Photo Courtesy MLS Soccer

Orlando Tournament draws Galaxy into an East Coast El Trafico

Major League Soccer got exactly what it wanted when the LA Galaxy were drawn into a group headed by Los Angeles Football Club, today.

The live draw, conducted by MLS, was a spectacle in its own right. A person representing each team of the three seeded clubs for the Western Conference — Seattle Sounders, and LAFC –, as well as representatives for the three seeded teams in the Eastern Conference — Atlanta United, Toronto FC, and Orlando –, chose from numbered balls in front of former MLS player Charlie Davies. Davies would then open those balls which contained the name of that teams’ opponent in the group.

The Eastern Conference was drawn first with a complete breakdown of all selections below.

But when it came to group F, LAFC drew the Galaxy’s number “W4” on the first try. Also added to the group were the Houston Dynamo and Portland Timbers.

Group F should largely be described as the infamous “Group of Death.” LAFC was a preseason favorite to win MLS Cup in 2020 and are undefeated in the only two games they played this year. The Dynamo drew with the Galaxy 1-1 in Houston in the season opener and looked comfortable doing it. And the Galaxy haven’t beaten Portland away from StubHub Center since June of 2016.

But to advance in this tournament, they’ll need to finish in the top two positions in the group or be one of the four best third-place finishers. That would put the Galaxy into the Round-of-16, and a chance at the semifinals, and the Championship game.

The three group play games — a schedule will be released in the coming days with games starting on July 8 — will all count toward a 2020 regular season that is expected to kick off after the August 11 conclusion of this tournament.

Gameday rosters have been expanded with five additional players. That means that the Galaxy, who have 24 players currently on the roster, would only have to leave one player out for a total of 23 gameday options.

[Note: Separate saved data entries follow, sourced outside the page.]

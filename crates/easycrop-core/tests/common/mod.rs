#![allow(dead_code)]

use std::cell::Cell;
use std::path::{Path, PathBuf};

use easycrop_core::codec::{DecodedImage, ImageCodec, ImageCrateCodec};
use easycrop_core::config::CropperConfig;
use easycrop_core::error::Result;
use easycrop_core::geometry::{Point, Size};
use easycrop_core::session::CropSession;
use image::{DynamicImage, ImageFormat, ImageReader, Rgb, RgbImage, Rgba, RgbaImage};

/// RGBA image whose pixel at (x, y) is `[x % 256, y % 256, 0, 255]`.
pub fn pattern_rgba(width: u32, height: u32) -> RgbaImage {
    RgbaImage::from_fn(width, height, |x, y| Rgba([(x % 256) as u8, (y % 256) as u8, 0, 255]))
}

pub fn write_png(dir: &Path, name: &str, width: u32, height: u32) -> PathBuf {
    let path = dir.join(name);
    pattern_rgba(width, height)
        .save_with_format(&path, ImageFormat::Png)
        .expect("write PNG");
    path
}

pub fn write_jpeg(dir: &Path, name: &str, width: u32, height: u32) -> PathBuf {
    let path = dir.join(name);
    RgbImage::from_fn(width, height, |_, _| Rgb([120, 60, 30]))
        .save_with_format(&path, ImageFormat::Jpeg)
        .expect("write JPEG");
    path
}

/// Format sniffed from the file's bytes, ignoring its extension.
pub fn detected_format(path: &Path) -> Option<ImageFormat> {
    ImageReader::open(path)
        .expect("open image")
        .with_guessed_format()
        .expect("sniff format")
        .format()
}

/// Codec that counts calls and delegates to the `image` crate.
#[derive(Default)]
pub struct CountingCodec {
    pub decodes: Cell<usize>,
    pub encodes: Cell<usize>,
}

impl ImageCodec for CountingCodec {
    fn decode(&self, path: &Path) -> Result<DecodedImage> {
        self.decodes.set(self.decodes.get() + 1);
        ImageCrateCodec.decode(path)
    }

    fn encode(&self, image: &DynamicImage, path: &Path, format: ImageFormat) -> Result<()> {
        self.encodes.set(self.encodes.get() + 1);
        ImageCrateCodec.encode(image, path, format)
    }
}

pub fn counting_session(width: u32, height: u32) -> CropSession<CountingCodec> {
    let mut session = CropSession::with_codec(CountingCodec::default(), &CropperConfig::default());
    session.set_viewport_size(Size::new(width, height));
    session
}

pub fn session(width: u32, height: u32) -> CropSession {
    let mut session = CropSession::new(&CropperConfig::default());
    session.set_viewport_size(Size::new(width, height));
    session
}

/// Press at `from`, release at `to`.
pub fn drag<C: ImageCodec>(session: &mut CropSession<C>, from: (f32, f32), to: (f32, f32)) {
    session
        .begin_selection(Point::new(from.0, from.1))
        .expect("image loaded");
    session.update_selection(Point::new(to.0, to.1));
    session.finalize_selection(Point::new(to.0, to.1));
}
use crate::app::CropperApp;

pub fn show(ctx: &egui::Context, app: &mut CropperApp) {
    egui::TopBottomPanel::bottom("status").show(ctx, |ui| {
        ui.add_space(2.0);

        // Log area, fixed height for 3 lines, scrollable.
        let line_height = ui.text_style_height(&egui::TextStyle::Body);
        let spacing = ui.spacing().item_spacing.y;
        let log_height = line_height * 3.0 + spacing * 2.0;

        egui::ScrollArea::vertical()
            .max_height(log_height)
            .min_scrolled_height(log_height)
            .stick_to_bottom(true)
            .show(ui, |ui| {
                if app.ui_state.log_messages.is_empty() {
                    for _ in 0..3 {
                        ui.label("");
                    }
                } else {
                    for msg in &app.ui_state.log_messages {
                        ui.label(msg);
                    }
                }
            });

        ui.horizontal(|ui| {
            if let Some(loaded) = app.session.loaded() {
                ui.label(loaded.size.to_string());
                ui.separator();
                let list = app.session.image_list();
                if !list.is_empty() {
                    ui.label(format!("Image {}/{}", list.index() + 1, list.len()));
                    ui.separator();
                }
                if let Some(name) = loaded.path.file_name() {
                    ui.label(name.to_string_lossy().to_string());
                    ui.separator();
                }
            }
            if let Some(g) = app.session.geometry() {
                ui.label(format!("Scale: {:.0}%", g.ratio * 100.0));
                ui.separator();
            }
            ui.label(format!("Filter: {}", app.session.resample_filter()));
        });

        ui.add_space(2.0);
    });
}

Under IFAB rules, this tournament will also be played with a total of five substitutions for each team instead of the usual three. And there are restrictions on how often you can stop play to substitute players onto the field (just three times).

But the tournament isn’t without its controversy. Just a little over 60 minutes before the live draw was to be held, news broke that Orlando, a seeded team, would be playing Inter Miami in the tournaments kick-off game. Orlando is heading the only group with six teams, and Miami was placed there by MLS outside of the random draw.

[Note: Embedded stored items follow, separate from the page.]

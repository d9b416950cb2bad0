use crate::error::{CropError, Result};

/// Width and height in whole pixels.
#[derive(Clone, Copy, Debug, Default, PartialEq, Eq, Hash)]
pub struct Size {
    pub width: u32,
    pub height: u32,
}

impl Size {
    pub const fn new(width: u32, height: u32) -> Self {
        Self { width, height }
    }

    pub fn is_empty(&self) -> bool {
        self.width == 0 || self.height == 0
    }
}

impl std::fmt::Display for Size {
    fn fmt(&self, f: &mut std::fmt::Formatter<'_>) -> std::fmt::Result {
        write!(f, "{}x{}", self.width, self.height)
    }
}

/// A position in viewport coordinates (pixels relative to the viewport's top-left).
#[derive(Clone, Copy, Debug, Default, PartialEq)]
pub struct Point {
    pub x: f32,
    pub y: f32,
}

impl Point {
    pub const fn new(x: f32, y: f32) -> Self {
        Self { x, y }
    }
}

/// Placement of a uniformly scaled image centered inside a viewport.
#[derive(Clone, Copy, Debug, PartialEq)]
pub struct DisplayGeometry {
    /// Uniform scale from source pixels to viewport pixels. May exceed 1.
    pub ratio: f64,
    /// Image size after scaling, floored.
    pub displayed: Size,
    /// Top-left corner of the displayed image inside the viewport, floored.
    pub offset_x: u32,
    pub offset_y: u32,
    /// Viewport the geometry was computed for.
    pub viewport: Size,
}

impl DisplayGeometry {
    /// Fit `image` inside `viewport`, preserving aspect ratio and centering it.
    ///
    /// Every rounding step floors so the placement lands on the pixel grid.
    pub fn compute(viewport: Size, image: Size) -> Result<Self> {
        if image.is_empty() {
            return Err(CropError::InvalidDimensions {
                width: image.width,
                height: image.height,
            });
        }

        let ratio = (viewport.width as f64 / image.width as f64)
            .min(viewport.height as f64 / image.height as f64);

        let displayed = Size::new(
            (image.width as f64 * ratio).floor() as u32,
            (image.height as f64 * ratio).floor() as u32,
        );

        Ok(Self {
            ratio,
            displayed,
            offset_x: viewport.width.saturating_sub(displayed.width) / 2,
            offset_y: viewport.height.saturating_sub(displayed.height) / 2,
            viewport,
        })
    }

    /// Top-left corner of the displayed image.
    pub fn min(&self) -> Point {
        Point::new(self.offset_x as f32, self.offset_y as f32)
    }

    /// Bottom-right corner of the displayed image.
    pub fn max(&self) -> Point {
        Point::new(
            (self.offset_x + self.displayed.width) as f32,
            (self.offset_y + self.displayed.height) as f32,
        )
    }

    /// Clamp each axis of `p` independently into `[offset, offset + displayed]`.
    pub fn clamp_point(&self, p: Point) -> Point {
        let (min, max) = (self.min(), self.max());
        Point::new(p.x.clamp(min.x, max.x), p.y.clamp(min.y, max.y))
    }

    pub fn contains(&self, p: Point) -> bool {
        let (min, max) = (self.min(), self.max());
        p.x >= min.x && p.x <= max.x && p.y >= min.y && p.y <= max.y
    }

    /// Map a viewport point to source pixel coordinates: `floor((v - offset) / ratio)`.
    ///
    /// The result is not clamped and may lie outside the image.
    pub fn to_source(&self, p: Point) -> Result<(i64, i64)> {
        if self.ratio <= 0.0 || !self.ratio.is_finite() {
            return Err(CropError::DegenerateGeometry {
                width: self.viewport.width,
                height: self.viewport.height,
            });
        }
        let x = ((p.x as f64 - self.offset_x as f64) / self.ratio).floor() as i64;
        let y = ((p.y as f64 - self.offset_y as f64) / self.ratio).floor() as i64;
        Ok((x, y))
    }

    /// Map a source pixel coordinate back into the viewport.
    pub fn to_viewport(&self, x: f64, y: f64) -> Point {
        Point::new(
            (self.offset_x as f64 + x * self.ratio) as f32,
            (self.offset_y as f64 + y * self.ratio) as f32,
        )
    }
}

/// Free-function form of [`DisplayGeometry::compute`].
pub fn compute_display_geometry(viewport: Size, image: Size) -> Result<DisplayGeometry> {
    DisplayGeometry::compute(viewport, image)
}

#[cfg(test)]
mod tests {
    use super::*;

    #[test]
    fn test_letterbox_centers_vertically() {
        let g = DisplayGeometry::compute(Size::new(800, 600), Size::new(400, 100)).unwrap();
        assert_eq!(g.ratio, 2.0);
        assert_eq!(g.displayed, Size::new(800, 200));
        assert_eq!((g.offset_x, g.offset_y), (0, 200));
    }

    #[test]
    fn test_zero_image_rejected() {
        assert!(DisplayGeometry::compute(Size::new(10, 10), Size::new(0, 5)).is_err());
    }

    #[test]
    fn test_zero_viewport_cannot_map() {
        let g = DisplayGeometry::compute(Size::new(0, 0), Size::new(10, 10)).unwrap();
        assert_eq!(g.displayed, Size::new(0, 0));
        assert!(g.to_source(Point::new(1.0, 1.0)).is_err());
    }
}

More controversy came when instead of drawing balls from a bowl or other container, Davies instead had numbered balls sitting on a rack in front of him. Team representatives then would pick the number of the ball they wanted before the name inside was revealed.

This system is hardly random, is susceptible to patterns or trends, and could easily be tampered with. Did any of that happen? It’s unlikely. But technically, it’s also unlikely that MLS would get an LAFC vs. Galaxy matchup – an Orlando El Trafico — a game between Toronto FC and Montreal, and a game between Cincinnati and the Columbus Crew.

MLS got the matchups it wanted, for the most part. But it also lived up to its constant criticism that it lacks transparency and merely bends the rules to suit its whims.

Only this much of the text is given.